Degradation of overexpressed wild-type and mutant uricase proteins in cultured cells.

Wild-type and mutated urate oxidase (UO) proteins were overexpressed in Cos-1 and HEK293 cells and were analyzed by Western blotting and several morphological methods. By immunoelectron microscopy, wild-type UO formed large aggregates in the cytoplasm and nucleoplasm and exhibited a crystalloid structure. Mutated UO (UOdC), from which 28 amino acids, including peroxisomal targeting signal at the C-terminus, were deleted, formed dispersed aggregates in the cytoplasm and nucleus. Chimeric UO (MUOdC), which was made by addition of the mitochondrial targeting signal of serine:pyruvate/glyoxylate aminotransferase to the N-terminus of UOdC, attached to ER to form a complicated MUOdC-ER complex.

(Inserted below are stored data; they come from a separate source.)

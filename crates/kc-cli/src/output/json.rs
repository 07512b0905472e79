//! JSON output formatting.

use chrono::SecondsFormat;

use kc_core::{CheckReport, Event};

/// Identifiers as a JSON array of strings.
pub fn ids_json(ids: &[String]) -> serde_json::Value {
    serde_json::json!(ids)
}

/// Timeline of one secret. Encrypted values are never included.
pub fn history_json(events: &[Event]) -> serde_json::Value {
    let items: Vec<serde_json::Value> = events
        .iter()
        .map(|event| {
            serde_json::json!({
                "ts": event.ts.to_rfc3339_opts(SecondsFormat::Millis, true),
                "op": event.op,
                "id": event.id(),
            })
        })
        .collect();
    serde_json::Value::Array(items)
}

/// Check report as a JSON object, with an overall verdict.
pub fn check_json(report: &CheckReport) -> serde_json::Value {
    serde_json::json!({
        "ok": report.is_healthy(),
        "events": report.events,
        "skipped_lines": report.skipped_lines,
        "live": report.live,
        "undecryptable": report.undecryptable,
    })
}
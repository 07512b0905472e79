use crate::app::AppContext;
use crate::cli::SecretArgs;
use crate::helpers::{parse_secret_id, read_secret_stdin};

pub fn handle_save(ctx: &AppContext, args: &SecretArgs) -> anyhow::Result<()> {
    let id = parse_secret_id(&args.id)?;
    let content = read_secret_stdin()?;

    let store = ctx.open_store()?;
    store.save(&id, &content)?;

    if !ctx.quiet() {
        println!("Saved {}", id);
    }
    Ok(())
}
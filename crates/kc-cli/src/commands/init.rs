use std::path::{Path, PathBuf};

use crate::app::{resolve_config_path, AppContext};
use crate::config::{write_config, CredentialBackend, KcConfig};
use crate::helpers::prompt_init_password;

pub fn handle_init(ctx: &AppContext) -> anyhow::Result<()> {
    let store = ctx.open_store()?;
    let config_path = resolve_config_path()?;

    if store.is_initialized()? && store.log().exists() && !store.state()?.is_empty() {
        eprintln!(
            "Warning: a master password is already set. Existing secrets only decrypt if you enter the same password again."
        );
    }

    let password = prompt_init_password()?;
    store.init(&password)?;

    let config_written = if config_path.exists() {
        false
    } else {
        let backend = ctx.backend()?;
        let keyfile = match backend {
            CredentialBackend::Keyfile => Some(absolute(&ctx.keyfile_path()?)?),
            CredentialBackend::Keychain => None,
        };
        let config = KcConfig::new(&absolute(store.log().path())?, backend, keyfile.as_deref());
        write_config(&config_path, &config)?;
        true
    };

    if !ctx.quiet() {
        println!("Initialized kc store at {}", store.log().path().display());
        if config_written {
            println!("Config written to {}", config_path.display());
        }
        println!();
        println!("Next: printf %s \"$TOKEN\" | kc save env:myproject");
    }

    Ok(())
}

fn absolute(path: &Path) -> anyhow::Result<PathBuf> {
    if path.is_absolute() {
        return Ok(path.to_path_buf());
    }
    Ok(std::env::current_dir()?.join(path))
}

These three structures were immunostained for ubiquitin- and p32-subunits of proteasomes. Western blotting showed strong signal for UO and UOdC but very weak signal for MUOdC. The results suggest that overexpressed UO and UOdC accumulate in the cells because their synthesis rate is higher than the degradation rate, whereas MUOdC forming a complex with ER is degraded very rapidly. The ubiquitin-proteasome pathway may be involved in the degradation of these proteins.